Au regard de cette répartition, quand bien même
la SOSUMO se veut être une société d'économie mixte,
l''Etat est largement majoritaire à tel point qu'il risque d'imposer ses
décisions aux actionnaires minoritaires qui ne feront que s'y plier. Or,
dans un cas comme celui-ci, l'exercice du pouvoir au sein des organes sociaux
est susceptible d'engendrer des abus de pouvoir et des conflits
d'intérêts entre deux types d'actionnaires aux
intérêts opposés.
En effet, le dispositif exorbitant du droit commun propre aux
sociétés mixtes qui vise à assurer à l'Etat
actionnaire la prise en compte de l'intérêt général
dans le fonctionnement des organes sociaux au mépris parfois du principe
de proportionnalité peut s'ériger en vraie source de
déséquilibre des intérêts, coupant ainsi l'herbe
sous les pieds des investisseurs privés.44
Mais, l'Etat, en choisissant de mettre en commun ses apports
avec ceux des actionnaires minoritaires accepte de veiller à ce que ces
derniers puissent bénéficier d'un traitement équitable.
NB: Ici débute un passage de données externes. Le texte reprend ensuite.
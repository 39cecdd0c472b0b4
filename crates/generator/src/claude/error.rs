//! Ways a page generation call to Claude can fail.

use reqwest::StatusCode;
use thiserror::Error;

/// Seconds to wait when a 429 carries no usable `Retry-After`.
const DEFAULT_RETRY_AFTER: u64 = 60;

/// A failed generation call.
///
/// The display text is what the caller of `/generate` sees after
/// `Generation failed: `.
#[derive(Debug, Error)]
pub enum ClaudeError {
    /// The request never produced a response.
    #[error("could not reach Claude: {0}")]
    Transport(#[from] reqwest::Error),

    /// Claude refused the request, typically an oversized or unreadable image.
    #[error("Claude rejected the request ({status}): {message}")]
    Rejected { status: u16, message: String },

    #[error("rate limited, retry after {0} seconds")]
    RateLimited(u64),

    /// The configured API key was refused.
    #[error("Claude rejected the API key")]
    Unauthorized,

    /// The API key cannot be sent as a header.
    #[error("API key contains characters not allowed in a header")]
    InvalidApiKey,

    /// A 2xx body that is not a Messages API response.
    #[error("unexpected response from Claude: {0}")]
    Malformed(#[source] serde_json::Error),

    /// The model answered without any text.
    #[error("response contained no text")]
    EmptyResponse,
}

impl ClaudeError {
    /// Classify a non-success response.
    ///
    /// `body` is read only for statuses whose message is worth surfacing.
    #[must_use]
    pub fn from_status(status: StatusCode, retry_after: Option<&str>, body: &str) -> Self {
        match status {
            StatusCode::TOO_MANY_REQUESTS => Self::RateLimited(
                retry_after
                    .and_then(|s| s.trim().parse().ok())
                    .unwrap_or(DEFAULT_RETRY_AFTER),
            ),
            StatusCode::UNAUTHORIZED => Self::Unauthorized,
            _ => Self::Rejected {
                status: status.as_u16(),
                message: error_message(body).unwrap_or_else(|| {
                    status.canonical_reason().unwrap_or("unknown error").to_string()
                }),
            },
        }
    }
}

/// `error.message` from a JSON error body, or the body itself when it is
/// not JSON.
fn error_message(body: &str) -> Option<String> {
    let body = body.trim();
    if body.is_empty() {
        return None;
    }
    match serde_json::from_str::<serde_json::Value>(body) {
        Ok(value) => value
            .pointer("/error/message")
            .and_then(serde_json::Value::as_str)
            .map(ToString::to_string),
        Err(_) => Some(body.to_string()),
    }
}

#[cfg(test)]
mod tests {
    use super::*;

    #[test]
    fn test_rejected_surfaces_error_message() {
        let body = r#"{
            "type": "error",
            "error": {"type": "invalid_request_error", "message": "Image too large"}
        }"#;
        let err = ClaudeError::from_status(StatusCode::BAD_REQUEST, None, body);
        assert_eq!(
            err.to_string(),
            "Claude rejected the request (400): Image too large"
        );
    }

    #[test]
    fn test_rejected_falls_back_to_text_or_reason() {
        let err = ClaudeError::from_status(StatusCode::BAD_GATEWAY, None, "upstream down");
        assert!(matches!(
            err,
            ClaudeError::Rejected { status: 502, ref message } if message == "upstream down"
        ));

        let err = ClaudeError::from_status(StatusCode::INTERNAL_SERVER_ERROR, None, "");
        assert!(
            matches!(err, ClaudeError::Rejected { ref message, .. } if message == "Internal Server Error")
        );

        let err = ClaudeError::from_status(StatusCode::BAD_REQUEST, None, r#"{"detail":"x"}"#);
        assert!(
            matches!(err, ClaudeError::Rejected { ref message, .. } if message == "Bad Request")
        );
    }

    #[test]
    fn test_rate_limit_reads_retry_after() {
        assert!(matches!(
            ClaudeError::from_status(StatusCode::TOO_MANY_REQUESTS, Some("7"), ""),
            ClaudeError::RateLimited(7)
        ));
        assert!(matches!(
            ClaudeError::from_status(StatusCode::TOO_MANY_REQUESTS, Some("soon"), ""),
            ClaudeError::RateLimited(DEFAULT_RETRY_AFTER)
        ));
    }

    #[test]
    fn test_unauthorized() {
        let err = ClaudeError::from_status(StatusCode::UNAUTHORIZED, None, "{}");
        assert!(matches!(err, ClaudeError::Unauthorized));
        assert_eq!(err.to_string(), "Claude rejected the API key");
    }
}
Il est d'ailleurs de son intérêt de veiller
à ce que les actionnaires minoritaires soient traités avec
équité puisque sa réputation dans ce domaine a une
influence sur la capacité à attirer les investisseurs.
Dans la gestion de ce genre de situation, nous pensons qu'il
devrait plutôt se référer aux clauses statutaires et aux
pactes d'actionnaires qui sont à même d'équilibrer les
rapports de pouvoir et d'intérêts entre actionnaires au niveau
aussi bien des droits individuels que des droits collectifs au sein des organes
sociaux.
En effet, les clauses pouvant être contenues dans le
pacte d'actionnaires concerneraient le droit de vote, celles concernant
l'actionnariat, le droit de souscription ainsi que la stabilité du
capital propre. Aussi, la souplesse avec laquelle les organes de gestion
assument leurs responsabilités peut tempérer les
déséquilibres.
44 Désire Cashmir KOLONGELE EBERANDE,
op.cit, p.267.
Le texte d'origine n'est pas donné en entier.